Elliott Denniston, of Webb City, has posted a petition on the Southwest Missouri Democrats Web page asking residents to sign on in support of Medicaid expansion.
“The Missouri Legislature should expand Medicaid for obvious reasons: It would mean 24,000 new jobs, a huge influx of federal money to the state, the rescue of many rural hospitals, and of course, health insurance for over 200,000 more Missourians,” he wrote.
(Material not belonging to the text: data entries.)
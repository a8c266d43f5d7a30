//! Acceptance filter engine.
//!
//! The controller has three mask filters (A, B, C) and one range filter. Each
//! filter owns four enable bits gating classic/FD and standard/extended
//! traffic independently, so a single filter can accept both formats or be
//! restricted to one. A frame is stored when any enabled filter matches.
use crate::infra::registers::{fields, Field, Reg, RegisterBlock};

/// Mask/ID value meaning "accept nothing" for a mask filter.
pub const ALL_ONES: u32 = u32::MAX;

//==================================================================================CONFIG
#[derive(Debug, Clone, Copy, PartialEq, Eq, Default)]
#[cfg_attr(feature = "defmt", derive(defmt::Format))]
/// Mask filter: a frame matches when `(frame_id ^ id) & mask == 0`.
///
/// `id == 0 && mask == 0` accepts everything and `id == mask == ALL_ONES`
/// accepts nothing, whatever the other flags say.
pub struct MaskFilterConfig {
    pub id: u32,
    pub mask: u32,
    /// Filter applies to extended (29-bit) identifiers.
    pub is_ext: bool,
    /// Do not accept classic frames.
    pub no_classic: bool,
    /// Do not accept FD frames.
    pub no_fd: bool,
}

impl MaskFilterConfig {
    /// Filter accepting every frame.
    pub const fn accept_all() -> Self {
        Self {
            id: 0,
            mask: 0,
            is_ext: false,
            no_classic: false,
            no_fd: false,
        }
    }

    /// Filter accepting no frame.
    pub const fn accept_none() -> Self {
        Self {
            id: ALL_ONES,
            mask: ALL_ONES,
            is_ext: false,
            no_classic: false,
            no_fd: false,
        }
    }

    pub const fn is_full_open(&self) -> bool {
        self.id == 0 && self.mask == 0
    }

    pub const fn is_full_close(&self) -> bool {
        self.id == ALL_ONES && self.mask == ALL_ONES
    }
}

#[derive(Debug, Clone, Copy, PartialEq, Eq, Default)]
#[cfg_attr(feature = "defmt", derive(defmt::Format))]
/// Range filter: a frame matches when `range_low <= frame_id <= range_high`.
pub struct RangeFilterConfig {
    pub range_low: u32,
    pub range_high: u32,
    pub is_ext: bool,
    pub no_classic: bool,
    pub no_fd: bool,
}

//==================================================================================SLOTS
#[derive(Debug, Clone, Copy, PartialEq, Eq)]
#[cfg_attr(feature = "defmt", derive(defmt::Format))]
/// Hardware mask filter.
pub enum MaskFilterSlot {
    A,
    B,
    C,
}

impl MaskFilterSlot {
    pub const ALL: [MaskFilterSlot; 3] = [Self::A, Self::B, Self::C];

    const fn registers(self) -> (Reg, Reg, Field) {
        match self {
            Self::A => (Reg::FILTER_A_MASK, Reg::FILTER_A_VAL, fields::FILTER_A_ENABLES),
            Self::B => (Reg::FILTER_B_MASK, Reg::FILTER_B_VAL, fields::FILTER_B_ENABLES),
            Self::C => (Reg::FILTER_C_MASK, Reg::FILTER_C_VAL, fields::FILTER_C_ENABLES),
        }
    }
}

#[derive(Debug, Clone, Copy, PartialEq, Eq)]
#[cfg_attr(feature = "defmt", derive(defmt::Format))]
/// Hardware range filter; the controller has one.
pub enum RangeFilterSlot {
    R0,
}

//==================================================================================ENABLES
#[derive(Debug, Clone, Copy, PartialEq, Eq, Default)]
#[cfg_attr(feature = "defmt", derive(defmt::Format))]
/// The four acceptance enables of one filter.
pub struct FilterEnables {
    pub classic_std: bool,
    pub classic_ext: bool,
    pub fd_std: bool,
    pub fd_ext: bool,
}

impl FilterEnables {
    /// Enables of a mask filter, special cases first.
    pub const fn for_mask(cfg: &MaskFilterConfig) -> Self {
        let open = cfg.is_full_open();
        let gate = !cfg.is_full_close();
        Self {
            classic_std: open || (gate && !cfg.is_ext && !cfg.no_classic),
            classic_ext: open || (gate && cfg.is_ext && !cfg.no_classic),
            fd_std: open || (gate && !cfg.is_ext && !cfg.no_fd),
            fd_ext: open || (gate && cfg.is_ext && !cfg.no_fd),
        }
    }

    /// Enables of a range filter; no special cases.
    pub const fn for_range(cfg: &RangeFilterConfig) -> Self {
        Self {
            classic_std: !cfg.is_ext && !cfg.no_classic,
            classic_ext: cfg.is_ext && !cfg.no_classic,
            fd_std: !cfg.is_ext && !cfg.no_fd,
            fd_ext: cfg.is_ext && !cfg.no_fd,
        }
    }

    /// Nibble order in FILTER_CONTROL: classic/base, classic/ext, FD/base, FD/ext.
    pub const fn bits(&self) -> u32 {
        (self.classic_std as u32)
            | (self.classic_ext as u32) << 1
            | (self.fd_std as u32) << 2
            | (self.fd_ext as u32) << 3
    }

    pub const fn from_bits(bits: u32) -> Self {
        Self {
            classic_std: bits & 0b0001 != 0,
            classic_ext: bits & 0b0010 != 0,
            fd_std: bits & 0b0100 != 0,
            fd_ext: bits & 0b1000 != 0,
        }
    }

    /// Whether any traffic can pass.
    pub const fn any(&self) -> bool {
        self.bits() != 0
    }
}

/// Identifier or mask in the IDENTIFIER word layout used by the filter registers.
pub const fn filter_word(value: u32, is_ext: bool) -> u32 {
    if is_ext {
        fields::FILTER_BITS.place(value)
    } else {
        fields::IDENTIFIER_BASE.place(value)
    }
}

//==================================================================================APPLY
/// Program mask filter `slot`.
pub fn apply_mask_filter<R: RegisterBlock>(regs: &R, slot: MaskFilterSlot, cfg: &MaskFilterConfig) -> FilterEnables {
    let enables = FilterEnables::for_mask(cfg);
    let (mask_reg, val_reg, enable_field) = slot.registers();

    regs.write(mask_reg, filter_word(cfg.mask, cfg.is_ext));
    regs.write(val_reg, filter_word(cfg.id, cfg.is_ext));
    regs.write_field(Reg::FILTER_CONTROL, enable_field, enables.bits());

    #[cfg(feature = "defmt")]
    defmt::debug!("Mask filter {} programmed: {}", slot, enables);

    enables
}

/// Program range filter `slot`.
pub fn apply_range_filter<R: RegisterBlock>(
    regs: &R,
    slot: RangeFilterSlot,
    cfg: &RangeFilterConfig,
) -> FilterEnables {
    let RangeFilterSlot::R0 = slot;
    let enables = FilterEnables::for_range(cfg);

    regs.write(Reg::FILTER_RAN_LOW, filter_word(cfg.range_low, cfg.is_ext));
    regs.write(Reg::FILTER_RAN_HIGH, filter_word(cfg.range_high, cfg.is_ext));
    regs.write_field(Reg::FILTER_CONTROL, fields::FILTER_RANGE_ENABLES, enables.bits());

    #[cfg(feature = "defmt")]
    defmt::debug!("Range filter {} programmed: {}", slot, enables);

    enables
}

/// Enables currently programmed for mask filter `slot`.
pub fn mask_filter_enables<R: RegisterBlock>(regs: &R, slot: MaskFilterSlot) -> FilterEnables {
    let (_, _, enable_field) = slot.registers();
    FilterEnables::from_bits(regs.read_field(Reg::FILTER_CONTROL, enable_field))
}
Gov. Jay Nixon again is calling for action on the expansion in this legislative session, and the move has the backing of the Missouri Chamber of Commerce and Industry, the Missouri Hospital Association and an array of other groups. But it’s not on the radar of Republicans who hold majorities in the House and Senate. They argue that the federal government cannot afford the costs and that the state could get stuck with the tab.
Currently, Medicaid costs are shared by the state and the feds. As part of the federal offer in conjunction with the Affordable Care Act, the federal government would pay all the costs for those added to the rolls through 2016, and the state after that would pay 10 percent.
‘Right to farm’
The vote isn’t until November, but the “Right to Farm” amendment already is attracting a lot of discussion for and against the measure.
A coalition called Missouri’s Food for America met last week in Jefferson City to organize against the amendment, which members said is being backed by “big agriculture” in an effort to block any future regulations to protect the state’s water supply and air, and to deprive neighbors of recourse in the event their property is affected by a “factory farm.”
Backers of the amendment say the opponents’ group is “little more than a front for the Humane Society of the United States.”
Don Nikodum, of Missouri Farmers Care, said farmers “are constantly under attack from extremists like HSUS” and that passing the amendment would protect farming in Missouri and save thousands of jobs.
State Rep. Bill Reiboldt, R-Neosho, sponsored the measure putting the proposal on the ballot.